Christoph Bumiller e0425955 at student.tuwien.ac.at
Sat Apr 16 02:53:32 PDT 2011


On 16.04.2011 02:29, Brian Paul wrote:
> On 04/15/2011 03:33 PM, Marek Olšák wrote:
>> Let's decompose the whole problem of computing max_index into several
>> cases:
>>
>> 1) Is the vertex buffer a non-user buffer?
>> - If stride == 0, max_index = 1.
>> - Otherwise, max_index = (width0 - buffer_offset - src_offset) /
>> stride - 1.
>>
>> That should work for user vertex buffers too, but there is an
>> alternative way without having to use width0, it's what st/mesa is doing
>> (though it might be wrong for instanced arrays, I didn't check):
>>
>> 2) Is the vertex buffer a user buffer?
>> - If stride == 0, max_index = 1.
>> - If instance_divisor != 0, max_index = start_instance +
>> instance_count - 1.
>> - If !indexed, max_index = start + count - 1.
>> - Otherwise, st/mesa must go through the index buffer and obtain
>> max_index from there (which it does).
>>
>> There is no other way to compute max_index from the info we have from
>> GL.
>
> Right, I understand all that.
>
>
>> So that's all for the max_index issue.
>
> But according to Jose, draw_info::max_index has nothing to do with
> bounds checking; it basically describes the range of indexes specified
> by the user in glDrawElements().  The driver can use this as a hint to
> minimize fetching/moving/copying vertex data.
>
But you can't do bounds checking on user (non-VBO) vertex buffers
anyway, you have to rely on the user to not specify out-of-bounds indices.

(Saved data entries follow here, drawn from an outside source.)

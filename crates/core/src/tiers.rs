//! Well-known permission tier constants.
//!
//! The identity collaborator injects the acting user's tier with each
//! request; these must match the values it sends.

pub const TIER_PUBLIC: &str = "public";
pub const TIER_OWNER: &str = "owner";
pub const TIER_ADMIN: &str = "admin";

/// All valid tier values, lowest to highest.
pub const VALID_TIERS: &[&str] = &[TIER_PUBLIC, TIER_OWNER, TIER_ADMIN];

/// Check whether a tier string is one of the accepted values.
pub fn is_valid_tier(tier: &str) -> bool {
    VALID_TIERS.contains(&tier)
}

#[cfg(test)]
mod tests {
    use super::*;

    #[test]
    fn known_tiers_accepted() {
        assert!(is_valid_tier(TIER_PUBLIC));
        assert!(is_valid_tier(TIER_OWNER));
        assert!(is_valid_tier(TIER_ADMIN));
    }

    #[test]
    fn unknown_tier_rejected() {
        assert!(!is_valid_tier("superuser"));
        assert!(!is_valid_tier(""));
        assert!(!is_valid_tier("ADMIN"));
    }
}
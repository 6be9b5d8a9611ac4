//! Repository for the `questions` registry table.

use sqlx::PgPool;

use projboard_core::types::DbId;

use crate::models::question::{CreateQuestion, Question, UpdateQuestion};

/// Column list shared across queries to avoid repetition.
const COLUMNS: &str = "id, text, active, created_at";

/// Provides read/write operations for the question registry.
pub struct QuestionRepo;

impl QuestionRepo {
    /// List all questions, historical ones included, ordered by ID.
    pub async fn list(pool: &PgPool) -> Result<Vec<Question>, sqlx::Error> {
        let query = format!("SELECT {COLUMNS} FROM questions ORDER BY id ASC");
        sqlx::query_as::<_, Question>(&query).fetch_all(pool).await
    }

    /// List the currently-active questions, ordered by ID.
    pub async fn list_active(pool: &PgPool) -> Result<Vec<Question>, sqlx::Error> {
        let query = format!("SELECT {COLUMNS} FROM questions WHERE active ORDER BY id ASC");
        sqlx::query_as::<_, Question>(&query).fetch_all(pool).await
    }

    /// Find a question by its internal ID.
    pub async fn find_by_id(pool: &PgPool, id: DbId) -> Result<Option<Question>, sqlx::Error> {
        let query = format!("SELECT {COLUMNS} FROM questions WHERE id = $1");
        sqlx::query_as::<_, Question>(&query)
            .bind(id)
            .fetch_optional(pool)
            .await
    }

    /// Register a new question, returning the created row.
    pub async fn create(pool: &PgPool, input: &CreateQuestion) -> Result<Question, sqlx::Error> {
        let query = format!(
            "INSERT INTO questions (text, active)
             VALUES ($1, COALESCE($2, TRUE))
             RETURNING {COLUMNS}"
        );
        sqlx::query_as::<_, Question>(&query)
            .bind(&input.text)
            .bind(input.active)
            .fetch_one(pool)
            .await
    }

    /// Update a question. Only non-`None` fields in `input` are applied.
    pub async fn update(
        pool: &PgPool,
        id: DbId,
        input: &UpdateQuestion,
    ) -> Result<Option<Question>, sqlx::Error> {
        let query = format!(
            "UPDATE questions SET
                text = COALESCE($2, text),
                active = COALESCE($3, active)
             WHERE id = $1
             RETURNING {COLUMNS}"
        );
        sqlx::query_as::<_, Question>(&query)
            .bind(id)
            .bind(&input.text)
            .bind(input.active)
            .fetch_optional(pool)
            .await
    }

    /// Fetch the full registry as a core snapshot for the answer merger.
    /// The merger itself picks the active subset when bootstrapping.
    pub async fn snapshot(
        pool: &PgPool,
    ) -> Result<Vec<projboard_core::questions::Question>, sqlx::Error> {
        Ok(Self::list(pool).await?.into_iter().map(Into::into).collect())
    }
}
//! Handlers for the moderation gate.
//!
//! `approved` moves only through these endpoints: admins may re-evaluate in
//! either direction at any time, and there are no automatic transitions.

use axum::extract::{Path, State};
use axum::Json;

use projboard_core::error::CoreError;
use projboard_core::moderation::Approval;
use projboard_core::types::DbId;
use projboard_db::models::project::Project;
use projboard_db::repositories::ProjectRepo;

use crate::error::{AppError, AppResult};
use crate::middleware::tier::RequireAdmin;
use crate::state::AppState;

/// POST /api/v1/projects/{id}/approve
pub async fn approve(
    State(state): State<AppState>,
    RequireAdmin(_actor): RequireAdmin,
    Path(id): Path<DbId>,
) -> AppResult<Json<Project>> {
    set_approval(&state, id, Approval::Approved).await
}

/// POST /api/v1/projects/{id}/deny
pub async fn deny(
    State(state): State<AppState>,
    RequireAdmin(_actor): RequireAdmin,
    Path(id): Path<DbId>,
) -> AppResult<Json<Project>> {
    set_approval(&state, id, Approval::Denied).await
}

async fn set_approval(state: &AppState, id: DbId, approval: Approval) -> AppResult<Json<Project>> {
    let project = ProjectRepo::set_approval(&state.pool, id, approval)
        .await?
        .ok_or_else(|| AppError::Core(CoreError::not_found("Project", id)))?;
    tracing::info!(project_id = id, approval = ?approval, "Moderation decision recorded");
    Ok(Json(project))
}

/// GET /api/v1/moderation/unapproved
pub async fn unapproved(
    State(state): State<AppState>,
    RequireAdmin(_actor): RequireAdmin,
) -> AppResult<Json<Vec<Project>>> {
    Ok(Json(ProjectRepo::unapproved(&state.pool).await?))
}

/// GET /api/v1/moderation/denied
pub async fn denied(
    State(state): State<AppState>,
    RequireAdmin(_actor): RequireAdmin,
) -> AppResult<Json<Vec<Project>>> {
    Ok(Json(ProjectRepo::denied(&state.pool).await?))
}
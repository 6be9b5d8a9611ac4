pub mod favorite;
pub mod moderation;
pub mod project;
pub mod question;
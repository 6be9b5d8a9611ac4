//! Shared helpers for HTTP-level integration tests.
//!
//! Uses Axum's `tower::ServiceExt` to send requests directly to the router
//! without a TCP listener. The identity collaborator is simulated by
//! injecting `x-user-id` / `x-user-tier` headers.

// Each test binary compiles this module separately and uses a subset.
#![allow(dead_code)]

use std::sync::Arc;

use axum::body::Body;
use axum::http::{Method, Request, Response};
use axum::Router;
use http_body_util::BodyExt;
use sqlx::PgPool;
use tower::ServiceExt;

use projboard_api::config::ServerConfig;
use projboard_api::router::build_app_router;
use projboard_api::state::AppState;
use projboard_db::models::user::CreateUser;
use projboard_db::repositories::UserRepo;

/// Acting user for a request: `(user_id, tier)`.
pub type Identity = (i64, &'static str);

/// Build a test `ServerConfig` with safe defaults.
pub fn test_config() -> ServerConfig {
    ServerConfig {
        host: "127.0.0.1".to_string(),
        port: 0,
        cors_origins: vec!["http://localhost:5173".to_string()],
        request_timeout_secs: 30,
    }
}

/// Build the full application router with all middleware layers, using the
/// given database pool. Mirrors production via [`build_app_router`].
pub fn build_test_app(pool: PgPool) -> Router {
    let config = test_config();
    let state = AppState {
        pool,
        config: Arc::new(config.clone()),
    };
    build_app_router(state, &config)
}

/// Seed a user row and return its ID.
pub async fn seed_user(pool: &PgPool, name: &str) -> i64 {
    UserRepo::create(
        pool,
        &CreateUser {
            name: name.to_string(),
        },
    )
    .await
    .expect("create user")
    .id
}

/// Send a request with an optional JSON body and optional identity headers.
pub async fn send(
    app: Router,
    method: Method,
    uri: &str,
    body: Option<serde_json::Value>,
    identity: Option<Identity>,
) -> Response<Body> {
    let mut builder = Request::builder().method(method).uri(uri);
    if let Some((user_id, tier)) = identity {
        builder = builder
            .header("x-user-id", user_id.to_string())
            .header("x-user-tier", tier);
    }
    let request = match body {
        Some(json) => builder
            .header("content-type", "application/json")
            .body(Body::from(json.to_string()))
            .unwrap(),
        None => builder.body(Body::empty()).unwrap(),
    };
    app.oneshot(request).await.unwrap()
}

pub async fn get(app: Router, uri: &str, identity: Option<Identity>) -> Response<Body> {
    send(app, Method::GET, uri, None, identity).await
}

pub async fn post_json(
    app: Router,
    uri: &str,
    body: serde_json::Value,
    identity: Option<Identity>,
) -> Response<Body> {
    send(app, Method::POST, uri, Some(body), identity).await
}

pub async fn post(app: Router, uri: &str, identity: Option<Identity>) -> Response<Body> {
    send(app, Method::POST, uri, None, identity).await
}

pub async fn put_json(
    app: Router,
    uri: &str,
    body: serde_json::Value,
    identity: Option<Identity>,
) -> Response<Body> {
    send(app, Method::PUT, uri, Some(body), identity).await
}

pub async fn delete(app: Router, uri: &str, identity: Option<Identity>) -> Response<Body> {
    send(app, Method::DELETE, uri, None, identity).await
}

/// Collect a response body as JSON.
pub async fn body_json(response: Response<Body>) -> serde_json::Value {
    let bytes = response.into_body().collect().await.unwrap().to_bytes();
    serde_json::from_slice(&bytes).unwrap()
}

/// A minimal valid create-project payload.
pub fn project_payload(title: &str, company: &str) -> serde_json::Value {
    serde_json::json!({
        "title": title,
        "company_name": company,
        "company_address": "1 Main St",
        "company_site": "https://example.org",
        "mission_statement": "Do some good",
        "contact_name": "Dana",
        "contact_position": "Director",
        "contact_email": "dana@example.org",
        "contact_number": "555-0100",
        "contact_hours": "9-5",
        "nonprofit": true
    })
}
//! HTTP-level integration tests for the project search endpoint: the
//! approval gate for public callers, admin visibility, and filter
//! combinations.

mod common;

use axum::http::StatusCode;
use common::{body_json, build_test_app, get, post, post_json, project_payload, seed_user};
use sqlx::PgPool;

const OWNER: &str = "owner";
const ADMIN: &str = "admin";

async fn create_project(pool: &PgPool, user: i64, title: &str, company: &str) -> i64 {
    let app = build_test_app(pool.clone());
    let response = post_json(
        app,
        "/api/v1/projects",
        project_payload(title, company),
        Some((user, OWNER)),
    )
    .await;
    assert_eq!(response.status(), StatusCode::CREATED);
    body_json(response).await["id"].as_i64().unwrap()
}

async fn approve(pool: &PgPool, admin: i64, id: i64) {
    let app = build_test_app(pool.clone());
    let response = post(
        app,
        &format!("/api/v1/projects/{id}/approve"),
        Some((admin, ADMIN)),
    )
    .await;
    assert_eq!(response.status(), StatusCode::OK);
}

async fn search_titles(pool: &PgPool, query: &str, identity: Option<common::Identity>) -> Vec<String> {
    let app = build_test_app(pool.clone());
    let response = get(app, &format!("/api/v1/projects{query}"), identity).await;
    assert_eq!(response.status(), StatusCode::OK);
    body_json(response)
        .await
        .as_array()
        .unwrap()
        .iter()
        .map(|p| p["title"].as_str().unwrap().to_string())
        .collect()
}

#[sqlx::test(migrations = "../db/migrations")]
async fn public_search_hides_unapproved_until_approved(pool: PgPool) {
    let user = seed_user(&pool, "alice").await;
    let admin = seed_user(&pool, "root").await;
    let id = create_project(&pool, user, "Clean Water", "Aqua Org").await;

    assert!(search_titles(&pool, "", None).await.is_empty());

    approve(&pool, admin, id).await;

    let titles = search_titles(&pool, "", None).await;
    assert_eq!(titles, vec!["Clean Water"]);
}

#[sqlx::test(migrations = "../db/migrations")]
async fn admin_search_includes_pending_and_denied(pool: PgPool) {
    let user = seed_user(&pool, "alice").await;
    let admin = seed_user(&pool, "root").await;
    create_project(&pool, user, "Clean Water", "Aqua Org").await;
    let denied = create_project(&pool, user, "Food Bank", "Pantry Org").await;

    let app = build_test_app(pool.clone());
    let response = post(
        app,
        &format!("/api/v1/projects/{denied}/deny"),
        Some((admin, ADMIN)),
    )
    .await;
    assert_eq!(response.status(), StatusCode::OK);

    let titles = search_titles(&pool, "", Some((admin, ADMIN))).await;
    assert_eq!(titles.len(), 2);

    // An authenticated non-admin still only sees approved rows.
    assert!(search_titles(&pool, "", Some((user, OWNER))).await.is_empty());
}

#[sqlx::test(migrations = "../db/migrations")]
async fn search_string_matches_title_or_company_case_insensitively(pool: PgPool) {
    let user = seed_user(&pool, "alice").await;
    let admin = seed_user(&pool, "root").await;
    let a = create_project(&pool, user, "Clean Water", "Aqua Org").await;
    let b = create_project(&pool, user, "Food Bank", "Waterfront Pantry").await;
    let c = create_project(&pool, user, "Tree Planting", "Forest Org").await;
    for id in [a, b, c] {
        approve(&pool, admin, id).await;
    }

    let titles = search_titles(&pool, "?search_string=WATER", None).await;
    assert_eq!(titles.len(), 2);
    assert!(titles.contains(&"Clean Water".to_string()));
    assert!(titles.contains(&"Food Bank".to_string()));
}

#[sqlx::test(migrations = "../db/migrations")]
async fn nonprofit_and_forprofit_flags_filter_results(pool: PgPool) {
    let user = seed_user(&pool, "alice").await;
    let admin = seed_user(&pool, "root").await;

    let nonprofit = create_project(&pool, user, "Clean Water", "Aqua Org").await;

    let app = build_test_app(pool.clone());
    let mut payload = project_payload("Widget Drive", "Widget Co");
    payload["nonprofit"] = serde_json::json!(false);
    let response = post_json(app, "/api/v1/projects", payload, Some((user, OWNER))).await;
    assert_eq!(response.status(), StatusCode::CREATED);
    let forprofit = body_json(response).await["id"].as_i64().unwrap();

    approve(&pool, admin, nonprofit).await;
    approve(&pool, admin, forprofit).await;

    assert_eq!(
        search_titles(&pool, "?nonprofit=1", None).await,
        vec!["Clean Water"]
    );
    assert_eq!(
        search_titles(&pool, "?forprofit=1", None).await,
        vec!["Widget Drive"]
    );
    // Both flags together contradict each other and match nothing.
    assert!(search_titles(&pool, "?nonprofit=1&forprofit=1", None)
        .await
        .is_empty());
}

#[sqlx::test(migrations = "../db/migrations")]
async fn finished_flag_restricts_to_finished_projects(pool: PgPool) {
    let user = seed_user(&pool, "alice").await;
    let admin = seed_user(&pool, "root").await;
    let done = create_project(&pool, user, "Clean Water", "Aqua Org").await;
    let open = create_project(&pool, user, "Food Bank", "Pantry Org").await;
    approve(&pool, admin, done).await;
    approve(&pool, admin, open).await;

    let app = build_test_app(pool.clone());
    let response = common::put_json(
        app,
        &format!("/api/v1/projects/{done}/admin"),
        serde_json::json!({"state": "finished"}),
        Some((admin, ADMIN)),
    )
    .await;
    assert_eq!(response.status(), StatusCode::OK);

    assert_eq!(
        search_titles(&pool, "?state=finished", None).await,
        vec!["Clean Water"]
    );
    assert_eq!(search_titles(&pool, "", None).await.len(), 2);
}

#[sqlx::test(migrations = "../db/migrations")]
async fn limit_and_offset_page_through_results(pool: PgPool) {
    let user = seed_user(&pool, "alice").await;
    let admin = seed_user(&pool, "root").await;
    for n in 1..=3 {
        let id = create_project(
            &pool,
            user,
            &format!("Project {n}"),
            &format!("Org {n}"),
        )
        .await;
        approve(&pool, admin, id).await;
    }

    let page = search_titles(&pool, "?limit=2", None).await;
    assert_eq!(page.len(), 2);

    let rest = search_titles(&pool, "?limit=2&offset=2", None).await;
    assert_eq!(rest.len(), 1);
}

For VBOs you still have the buffer size / stride as a bound against
which you can check draw info's max_index (from index buffer or array
start + count, either way that's per draw call) or max_instance.

If the state tracker sets max_index to ~0 (like d3d1x always does), it
obviously didn't care to compute the max index for you and you're left
with checking against the provided buffer size (which luckily the GPU
does for me, I agree bounds checking is quite useful).

Wouldn't vertex_buffer.max_index just be something like
MIN(draw_info.max_index, buffer_size / element_size) ?

> It seems there's a disconnect here between what you describe above and
> what Jose described for draw_info::max_index.
>
> Note that draw_info::max_index is passed all the way down into the
> gallium vertex translation module where it's applied to all vertex
> array indexing, including instanced arrays.  And that's causing the
> current failures.
>
Would it be a problem to just not apply it to per-instance buffers /
elements ?
>
>> On a slightly different note, we can't completely decouple the
>> set_vertex_buffer and draw_vbo calls due to some trickery in the vbo
>> module, so there is still a long way to go to make the two really
>> independent of each other, i.e. several glDrawElements calls shouldn't
>> cause calling set_vertex_buffer each time, but they sometimes do.
>
> It seems to me that at least in some cases, we could bypass the VBO
> module completely when drawing from VBOs and vertex arrays.  I haven't
> explored that in any detail though.
>
> Another idea I had was to take more advantage of Vertex Array Objects.
>  With VAOs, all the info about the arrays is packaged up into a nice
> data structure (gl_array_object) that the state tracker could augment
> with gallium vertex array info.  If we do a sequence of glDraw() calls
> with one VAO, we should be able to reuse the gallium vertex array info
> associated with the VAO and not recompute all that stuff.